Jovens explicam metade da corrida aos centros de emprego no 2º trimestre. Aumento do desemprego é arrasador em Faro e Viana do Castelo.

O agravamento do desemprego ainda não aparece nos dados oficiais do Instituto Nacional de Estatística (INE) relativos ao segundo trimestre, mas o Ministério do Trabalho e da Segurança Social (MTSSS) mostra de forma inequívoca a brutal degradação que está em curso no mercado de trabalho.

Cálculos do Dinheiro Vivo (DV) a partir das séries históricas do MTSSS do número de beneficiários de subsídios de desemprego e outros apoios contra o desemprego, provam uma corrida desenfreada aos centros de emprego entre abril e junho, período que inclui boa parte do tempo do confinamento severo por causa da pandemia do coronavírus.
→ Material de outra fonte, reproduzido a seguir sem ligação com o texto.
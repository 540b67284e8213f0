//! Window creation and renderer initialization.

use std::rc::Rc;

use winit::event_loop::ActiveEventLoop;

use veil_common::VeilError;
use veil_renderer::{FrameRenderer, GlBackend, GlowBackend, GpuContext};

use crate::gl_window::GlWindow;

use super::core::VeilApp;

pub(super) fn renderer_error(err: veil_renderer::GlError) -> VeilError {
    VeilError::Renderer(err.to_string())
}

impl VeilApp {
    /// Create the window, the GL context and the frame renderer.
    pub(super) fn initialize_window(&mut self, event_loop: &ActiveEventLoop) -> Result<(), VeilError> {
        let (gl_window, gl) = GlWindow::new(event_loop, &self.config.window)?;
        let backend: Rc<dyn GlBackend> = Rc::new(GlowBackend::new(gl));
        let mut gpu = GpuContext::new(backend).map_err(renderer_error)?;
        let renderer =
            FrameRenderer::new(&mut gpu, gl_window.size(), &self.config).map_err(renderer_error)?;

        self.gl_window = Some(gl_window);
        self.gpu = Some(gpu);
        self.renderer = Some(renderer);
        Ok(())
    }
}
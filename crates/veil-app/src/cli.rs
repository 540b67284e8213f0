use std::path::PathBuf;

use clap::Parser;

/// Veil: an OpenGL frame renderer with a separable Gaussian blur.
#[derive(Parser, Debug)]
#[command(name = "veil", version, about)]
pub struct Args {
    /// Config file path override.
    #[arg(long)]
    pub config: Option<PathBuf>,

    /// Log filter override, e.g. `veil=debug` or `info`.
    #[arg(long)]
    pub log_level: Option<String>,

    /// Print the effective configuration as JSON and exit.
    #[arg(long)]
    pub dump_config: bool,
}

pub fn parse() -> Args {
    Args::parse()
}
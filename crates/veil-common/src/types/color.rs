use serde::{Deserialize, Serialize};

/// 8-bit RGBA color, parsed from config hex strings.
#[derive(Debug, Clone, Copy, PartialEq, Eq, Serialize, Deserialize)]
pub struct Color {
    pub r: u8,
    pub g: u8,
    pub b: u8,
    pub a: u8,
}

impl Color {
    pub const fn from_rgba(r: u8, g: u8, b: u8, a: u8) -> Self {
        Self { r, g, b, a }
    }

    /// Parse `#rrggbb` or `#rrggbbaa` (the `#` is optional).
    pub fn from_hex(hex: &str) -> Option<Self> {
        let hex = hex.strip_prefix('#').unwrap_or(hex);
        if hex.len() != 6 && hex.len() != 8 {
            return None;
        }
        let channel = |i: usize| u8::from_str_radix(hex.get(i..i + 2)?, 16).ok();
        let a = if hex.len() == 8 { channel(6)? } else { 255 };
        Some(Self {
            r: channel(0)?,
            g: channel(2)?,
            b: channel(4)?,
            a,
        })
    }

    /// Channels normalized to `0.0..=1.0`, as GL uniforms and clear colors expect.
    pub fn to_f32(&self) -> [f32; 4] {
        [
            self.r as f32 / 255.0,
            self.g as f32 / 255.0,
            self.b as f32 / 255.0,
            self.a as f32 / 255.0,
        ]
    }
}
O distrito mais afetado é Faro, onde o número de pessoas apoiadas com prestações de desemprego triplicou (subida de 200% no final de junho face a igual período de 2019), reflexo direto do colapso e da interrupção no turismo. A segunda região mais afetada é Viana do Castelo, também muito dependente do fluxo turístico; aqui o aumento é de 82%. O aumento médio nacional homólogo ronda 38%.